"Qu’étaient ces cavités auprès de celle que j’admirais alors, avec son ciel de vapeurs, ses irradiations électriques et une vaste mer
renfermée dans ses flancs? Mon imagination se sentait impuissante
devant cette immensité." (Jules Verne, Voyage au centre de la terre)
Il est impossible, quand on pense à Vril, de n'être pas tenté d'établir un parallèle avec deux autres artistes de la scène techno, Rrose et SHXCXCHCXSH. Non pas que le producteur appartienne à cette scène ô combien restreinte ou les noms d'artistes sont autant de schibboleths, mais ils partage avec eux le fait d'être complètement inconnu, amenant bien plus à parler d'entité techno plutôt de simple producteur. Et puis surtout, les trois sont capables de déployer une techno explosive et dévastatrice, quel que soit le format utilisé.
Pour son deuxième album, paru chez le label allemand de qualité Delsin, on retrouve en effet ce qui sépare le bon grain de l'ivraie chez les producteurs techno : le passage à l'album, qui permet à un producteur d'affirmer son identité pour sortir de la myriade de projets sortant chaque année. Cependant, il n'est pas question ici de diminuer sa puissance de frappe au travers de choses aussi convenues que des interludes ambient ou des fields recordings, le but est de cogner le plus fort possible, confondant auditeurs et sac de frappe. Pas de tir de sommation ou d'introduction, on vise la tête et on parlera après, avec un beat massif dès les premières mesures de Portal 1.

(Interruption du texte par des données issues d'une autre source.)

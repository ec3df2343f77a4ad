//! Route handlers for a user's income and expense totals.

use std::{
    collections::BTreeMap,
    sync::{Arc, Mutex},
};

use axum::extract::{FromRef, State};
use rusqlite::Connection;
use rust_decimal::Decimal;
use serde::{Deserialize, Serialize};

use crate::{
    AppState, Error,
    app_state::lock_connection,
    database_id::UserId,
    extract::{Json, Path},
    transaction::{SQLiteTransactionStore, TransactionStore, TransactionType},
};

/// The state needed to total a user's transactions.
#[derive(Debug, Clone)]
pub struct TotalsState {
    db_connection: Arc<Mutex<Connection>>,
}

impl FromRef<AppState> for TotalsState {
    fn from_ref(state: &AppState) -> Self {
        Self {
            db_connection: state.db_connection.clone(),
        }
    }
}

/// A user's total income and expenses over all time.
#[derive(Debug, Clone, PartialEq, Serialize, Deserialize)]
#[serde(rename_all = "camelCase")]
pub struct TransactionTotals {
    /// The sum of all income.
    pub total_income: Decimal,
    /// The sum of all expenses.
    pub total_expenses: Decimal,
    /// Income minus expenses.
    pub net_balance: Decimal,
}

/// A route handler that responds with a user's total income, expenses and balance.
pub async fn get_totals_endpoint(
    State(state): State<TotalsState>,
    Path(user_id): Path<i64>,
) -> Result<Json<TransactionTotals>, Error> {
    let user_id = UserId::new(user_id)?;
    let connection = lock_connection(&state.db_connection)?;
    let store = SQLiteTransactionStore::new(&connection);

    let total_income = store.sum_by_user_and_type(user_id, TransactionType::Income)?;
    let total_expenses = store.sum_by_user_and_type(user_id, TransactionType::Expense)?;

    Ok(Json(TransactionTotals {
        total_income,
        total_expenses,
        net_balance: total_income - total_expenses,
    }))
}

/// A route handler that responds with a user's expense total for each category,
/// keyed by the category label.
pub async fn get_category_expenses_endpoint(
    State(state): State<TotalsState>,
    Path(user_id): Path<i64>,
) -> Result<Json<BTreeMap<String, Decimal>>, Error> {
    let user_id = UserId::new(user_id)?;
    let connection = lock_connection(&state.db_connection)?;

    let totals = SQLiteTransactionStore::new(&connection)
        .group_expense_amounts_by_category(user_id)?
        .into_iter()
        .map(|(category, total)| (category.as_str().to_owned(), total))
        .collect();

    Ok(Json(totals))
}

#[cfg(test)]
mod tests {
    use std::sync::{Arc, Mutex};

    use axum::extract::State;
    use rusqlite::Connection;
    use rust_decimal::Decimal;
    use rust_decimal_macros::dec;
    use time::macros::date;

    use crate::{
        Error, UserId,
        extract::{Json, Path},
        initialize_db,
        transaction::{
            Category, Transaction, TransactionType, create_transaction,
            totals_endpoint::{
                TotalsState, TransactionTotals, get_category_expenses_endpoint,
                get_totals_endpoint,
            },
        },
    };

    fn get_test_state() -> TotalsState {
        let connection = Connection::open_in_memory().unwrap();
        initialize_db(&connection).unwrap();

        let day = date!(2025 - 02 - 10);
        for (amount, transaction_type, category) in [
            (dec!(5000), TransactionType::Income, Category::Salary),
            (dec!(1200), TransactionType::Expense, Category::Rent),
            (dec!(300.50), TransactionType::Expense, Category::Groceries),
            (dec!(100), TransactionType::Expense, Category::Groceries),
        ] {
            create_transaction(
                Transaction::build(
                    UserId::new(1).unwrap(),
                    amount,
                    transaction_type,
                    category,
                    day,
                    "test",
                ),
                &connection,
            )
            .unwrap();
        }

        TotalsState {
            db_connection: Arc::new(Mutex::new(connection)),
        }
    }

    #[tokio::test]
    async fn totals_income_and_expenses() {
        let state = get_test_state();

        let Json(totals) = get_totals_endpoint(State(state), Path(1)).await.unwrap();

        assert_eq!(
            totals,
            TransactionTotals {
                total_income: dec!(5000),
                total_expenses: dec!(1600.50),
                net_balance: dec!(3399.50),
            }
        );
    }

    #[tokio::test]
    async fn unknown_user_has_zero_totals() {
        let state = get_test_state();

        let Json(totals) = get_totals_endpoint(State(state), Path(99)).await.unwrap();

        assert_eq!(totals.total_income, Decimal::ZERO);
        assert_eq!(totals.net_balance, Decimal::ZERO);
    }

    #[tokio::test]
    async fn groups_expenses_by_category_label() {
        let state = get_test_state();

        let Json(totals) = get_category_expenses_endpoint(State(state), Path(1))
            .await
            .unwrap();

        assert_eq!(totals.len(), 2);
        assert_eq!(totals.get("RENT"), Some(&dec!(1200)));
        assert_eq!(totals.get("GROCERIES"), Some(&dec!(400.50)));
    }

    #[tokio::test]
    async fn rejects_invalid_user() {
        let state = get_test_state();

        let result = get_category_expenses_endpoint(State(state), Path(0)).await;

        assert_eq!(result.map(|_| ()), Err(Error::InvalidUserId(0)));
    }
}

Mais ce qui sépare Portal de la nuée d'albums pensés comme des munitions pour DJ ayant des tendances psychopathes, c'est la profondeur monumentale de l'oeuvre. Vril emmène certes l'auditeur plus bas que terre sous la pression des kicks, mais propose ici vraiment une oeuvre extrêmement homogène, qui n'est pas qu'une accumulation de tueurs de dancefloors bien que chaque morceau puisse souffler une piste de danse, pouvant d'ailleurs se retrouver aujourd'hui dans de multiples sélections. Chaque track semble n'avoir qu'une envie, vous faire entrer plus profondément dans le ventre de la terre à grands coups d'infrabasses et de percussions brutales et graisseuses à souhait. L'écoute au casque s'apparente d'ailleurs quasiment à de la spéléologie lorsque l'on évolue courbé sous la pression dans Portal 5 et Portal 6 pour enfin déboucher dans l'immense caverne dub techno qu'est la fin de Portal 7, où l'on réalise que décidément, il faudra désormais compter avec lui en cette année 2015. Celui-ci semble ici réaliser une synthèse parfaite de toutes les strates de la techno, et se permet enfin une petite conclusion sous la forme d'une techno indus dronesque terriblement boueuse qui achève de vous démonter les tympans.
Dans un hymne au subwoofer et aux volumes dangereusement élevés, Vril arrache les roches et déchaine les éléments, manipule percussions et métaux en fusion, ensevelissant une grande partie de la scène techno et menaçant de transformer ce qu'il en reste en fossiles. Affaire à suivre donc, en espérant que celui-ci continuera à proposer de telles pépites.